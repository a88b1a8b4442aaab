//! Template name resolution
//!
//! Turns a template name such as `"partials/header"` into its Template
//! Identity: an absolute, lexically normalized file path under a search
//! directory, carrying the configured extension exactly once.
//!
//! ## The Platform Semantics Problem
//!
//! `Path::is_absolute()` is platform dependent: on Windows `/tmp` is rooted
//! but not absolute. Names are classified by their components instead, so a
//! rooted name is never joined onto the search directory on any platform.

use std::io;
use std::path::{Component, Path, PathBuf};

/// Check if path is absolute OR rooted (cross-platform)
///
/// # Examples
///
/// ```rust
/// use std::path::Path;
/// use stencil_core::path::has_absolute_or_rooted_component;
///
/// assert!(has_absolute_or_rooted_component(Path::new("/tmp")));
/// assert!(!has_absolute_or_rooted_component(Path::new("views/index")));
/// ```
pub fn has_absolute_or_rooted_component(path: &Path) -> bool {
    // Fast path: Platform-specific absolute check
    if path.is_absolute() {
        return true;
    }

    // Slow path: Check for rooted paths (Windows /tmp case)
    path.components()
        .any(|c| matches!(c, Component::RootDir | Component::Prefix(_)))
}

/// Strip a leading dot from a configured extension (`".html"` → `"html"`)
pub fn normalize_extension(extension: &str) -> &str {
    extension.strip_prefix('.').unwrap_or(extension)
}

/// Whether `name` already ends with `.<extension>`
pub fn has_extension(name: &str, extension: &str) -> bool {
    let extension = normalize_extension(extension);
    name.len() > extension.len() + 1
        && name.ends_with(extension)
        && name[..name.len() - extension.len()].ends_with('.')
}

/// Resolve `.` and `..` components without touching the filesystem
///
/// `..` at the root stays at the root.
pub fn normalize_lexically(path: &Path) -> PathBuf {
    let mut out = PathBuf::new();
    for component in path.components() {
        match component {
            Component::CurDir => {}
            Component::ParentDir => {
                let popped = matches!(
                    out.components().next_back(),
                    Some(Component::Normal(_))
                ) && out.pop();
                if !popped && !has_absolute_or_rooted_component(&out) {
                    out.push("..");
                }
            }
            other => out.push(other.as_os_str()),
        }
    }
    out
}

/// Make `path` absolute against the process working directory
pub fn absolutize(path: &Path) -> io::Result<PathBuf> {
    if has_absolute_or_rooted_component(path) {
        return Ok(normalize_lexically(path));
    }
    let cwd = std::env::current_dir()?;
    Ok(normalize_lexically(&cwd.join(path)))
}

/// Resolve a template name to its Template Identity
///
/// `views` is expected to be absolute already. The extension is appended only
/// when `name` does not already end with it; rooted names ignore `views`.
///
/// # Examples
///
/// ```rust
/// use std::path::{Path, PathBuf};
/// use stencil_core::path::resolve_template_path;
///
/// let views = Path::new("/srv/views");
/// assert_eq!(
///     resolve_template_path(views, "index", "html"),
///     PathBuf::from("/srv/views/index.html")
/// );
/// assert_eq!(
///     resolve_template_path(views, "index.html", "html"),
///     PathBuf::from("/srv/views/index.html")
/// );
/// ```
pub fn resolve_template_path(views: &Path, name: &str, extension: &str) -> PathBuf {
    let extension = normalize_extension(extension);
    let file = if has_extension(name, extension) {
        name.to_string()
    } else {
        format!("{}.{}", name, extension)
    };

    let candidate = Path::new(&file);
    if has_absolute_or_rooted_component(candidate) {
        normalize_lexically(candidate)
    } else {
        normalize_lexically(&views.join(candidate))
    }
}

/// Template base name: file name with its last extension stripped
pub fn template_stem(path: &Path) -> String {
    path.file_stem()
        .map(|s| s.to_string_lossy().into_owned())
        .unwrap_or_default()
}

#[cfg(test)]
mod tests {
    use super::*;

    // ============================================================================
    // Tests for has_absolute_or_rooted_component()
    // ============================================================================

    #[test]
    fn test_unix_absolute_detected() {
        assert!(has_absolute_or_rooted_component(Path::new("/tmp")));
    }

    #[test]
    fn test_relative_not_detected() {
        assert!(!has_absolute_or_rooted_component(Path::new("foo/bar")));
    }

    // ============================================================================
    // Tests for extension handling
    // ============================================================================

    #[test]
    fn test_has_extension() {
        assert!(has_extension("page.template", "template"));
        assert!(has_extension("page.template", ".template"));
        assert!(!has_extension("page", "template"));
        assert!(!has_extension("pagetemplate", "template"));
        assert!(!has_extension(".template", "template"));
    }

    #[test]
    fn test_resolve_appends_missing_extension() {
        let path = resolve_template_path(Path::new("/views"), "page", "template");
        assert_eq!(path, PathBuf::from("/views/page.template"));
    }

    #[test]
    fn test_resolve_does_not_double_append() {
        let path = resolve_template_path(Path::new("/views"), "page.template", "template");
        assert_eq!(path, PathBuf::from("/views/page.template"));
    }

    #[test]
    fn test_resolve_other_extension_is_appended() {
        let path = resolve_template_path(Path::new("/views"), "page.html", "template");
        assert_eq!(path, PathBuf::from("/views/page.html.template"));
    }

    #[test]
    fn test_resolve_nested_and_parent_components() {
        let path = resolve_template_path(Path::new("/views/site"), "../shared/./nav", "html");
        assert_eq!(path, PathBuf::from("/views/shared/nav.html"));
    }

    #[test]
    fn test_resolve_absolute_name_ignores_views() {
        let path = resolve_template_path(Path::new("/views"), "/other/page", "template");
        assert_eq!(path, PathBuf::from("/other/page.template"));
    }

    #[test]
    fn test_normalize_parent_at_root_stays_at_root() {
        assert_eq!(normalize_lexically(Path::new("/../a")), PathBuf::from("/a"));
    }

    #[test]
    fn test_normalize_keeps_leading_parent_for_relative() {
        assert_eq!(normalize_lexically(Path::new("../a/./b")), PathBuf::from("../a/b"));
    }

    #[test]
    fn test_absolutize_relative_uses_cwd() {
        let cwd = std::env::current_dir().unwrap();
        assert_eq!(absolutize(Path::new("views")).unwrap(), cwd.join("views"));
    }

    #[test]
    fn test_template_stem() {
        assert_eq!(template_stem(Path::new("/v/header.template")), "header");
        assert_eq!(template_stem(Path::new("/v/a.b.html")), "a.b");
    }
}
━━━━
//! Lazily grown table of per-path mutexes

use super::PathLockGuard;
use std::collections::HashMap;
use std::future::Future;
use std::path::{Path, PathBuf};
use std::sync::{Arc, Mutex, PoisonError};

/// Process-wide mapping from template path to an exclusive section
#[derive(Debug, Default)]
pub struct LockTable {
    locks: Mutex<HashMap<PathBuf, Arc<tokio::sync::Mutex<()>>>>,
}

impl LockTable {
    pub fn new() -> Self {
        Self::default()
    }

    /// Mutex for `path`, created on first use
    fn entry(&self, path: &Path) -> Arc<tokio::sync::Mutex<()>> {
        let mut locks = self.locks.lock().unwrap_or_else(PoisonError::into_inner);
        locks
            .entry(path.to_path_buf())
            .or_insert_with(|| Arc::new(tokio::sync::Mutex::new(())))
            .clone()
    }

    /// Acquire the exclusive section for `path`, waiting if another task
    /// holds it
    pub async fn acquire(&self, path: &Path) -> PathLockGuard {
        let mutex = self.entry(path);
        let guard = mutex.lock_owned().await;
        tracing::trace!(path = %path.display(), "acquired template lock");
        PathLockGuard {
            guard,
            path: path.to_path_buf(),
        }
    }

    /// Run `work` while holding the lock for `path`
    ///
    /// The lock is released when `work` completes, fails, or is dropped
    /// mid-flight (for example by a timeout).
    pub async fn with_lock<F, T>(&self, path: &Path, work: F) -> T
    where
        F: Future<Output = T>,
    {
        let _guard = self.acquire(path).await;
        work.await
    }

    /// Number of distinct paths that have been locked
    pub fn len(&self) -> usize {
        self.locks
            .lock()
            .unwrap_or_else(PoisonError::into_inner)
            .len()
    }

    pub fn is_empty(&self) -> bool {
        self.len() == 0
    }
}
━━━━
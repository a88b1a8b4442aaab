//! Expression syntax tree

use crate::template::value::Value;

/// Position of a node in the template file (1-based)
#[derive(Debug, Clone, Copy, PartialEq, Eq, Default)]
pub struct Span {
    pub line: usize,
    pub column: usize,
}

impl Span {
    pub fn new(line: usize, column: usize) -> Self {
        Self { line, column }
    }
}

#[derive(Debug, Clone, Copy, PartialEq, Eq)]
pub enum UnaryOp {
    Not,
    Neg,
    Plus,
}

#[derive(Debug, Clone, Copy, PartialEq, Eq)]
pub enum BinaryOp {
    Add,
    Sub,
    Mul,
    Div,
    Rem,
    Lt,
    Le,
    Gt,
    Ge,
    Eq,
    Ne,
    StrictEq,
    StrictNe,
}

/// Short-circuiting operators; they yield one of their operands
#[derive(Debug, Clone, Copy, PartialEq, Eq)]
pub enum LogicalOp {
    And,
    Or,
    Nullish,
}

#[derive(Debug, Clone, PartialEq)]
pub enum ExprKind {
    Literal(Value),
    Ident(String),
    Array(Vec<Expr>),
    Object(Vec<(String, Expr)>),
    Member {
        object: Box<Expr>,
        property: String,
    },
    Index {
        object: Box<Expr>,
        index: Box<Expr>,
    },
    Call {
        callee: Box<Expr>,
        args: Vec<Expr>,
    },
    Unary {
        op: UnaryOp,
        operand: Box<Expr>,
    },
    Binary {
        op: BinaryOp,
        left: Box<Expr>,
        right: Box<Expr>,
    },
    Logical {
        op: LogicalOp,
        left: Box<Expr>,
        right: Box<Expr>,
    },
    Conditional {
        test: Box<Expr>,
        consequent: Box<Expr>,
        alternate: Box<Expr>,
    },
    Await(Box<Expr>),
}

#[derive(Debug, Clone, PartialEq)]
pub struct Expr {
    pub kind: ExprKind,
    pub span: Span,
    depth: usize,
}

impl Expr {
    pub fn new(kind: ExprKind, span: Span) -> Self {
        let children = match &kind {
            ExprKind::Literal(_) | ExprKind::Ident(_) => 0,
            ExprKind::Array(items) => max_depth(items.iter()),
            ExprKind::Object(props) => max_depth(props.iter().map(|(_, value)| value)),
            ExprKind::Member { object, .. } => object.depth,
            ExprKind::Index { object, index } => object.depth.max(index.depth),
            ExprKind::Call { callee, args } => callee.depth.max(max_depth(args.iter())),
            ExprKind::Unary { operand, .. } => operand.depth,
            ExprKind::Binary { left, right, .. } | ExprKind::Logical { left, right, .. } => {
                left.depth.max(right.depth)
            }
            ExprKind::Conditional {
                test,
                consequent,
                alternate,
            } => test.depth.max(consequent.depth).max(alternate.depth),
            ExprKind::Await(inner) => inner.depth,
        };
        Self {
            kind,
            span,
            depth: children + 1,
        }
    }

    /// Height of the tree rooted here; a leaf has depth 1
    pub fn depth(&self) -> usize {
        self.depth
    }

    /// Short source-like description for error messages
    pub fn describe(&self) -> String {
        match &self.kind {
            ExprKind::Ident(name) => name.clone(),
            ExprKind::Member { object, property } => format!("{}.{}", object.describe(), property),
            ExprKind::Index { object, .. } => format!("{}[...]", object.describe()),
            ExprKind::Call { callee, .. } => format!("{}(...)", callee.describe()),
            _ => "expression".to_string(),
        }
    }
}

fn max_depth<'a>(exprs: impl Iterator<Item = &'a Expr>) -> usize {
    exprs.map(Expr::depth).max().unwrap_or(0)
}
━━━━
**Activity**:
Each line above with the string "entry" in it should be located and copied.

**Worked solution**:
    fn entry(&self, path: &Path) -> Arc<tokio::sync::Mutex<()>> {
            .entry(path.to_path_buf())
        let mutex = self.entry(path);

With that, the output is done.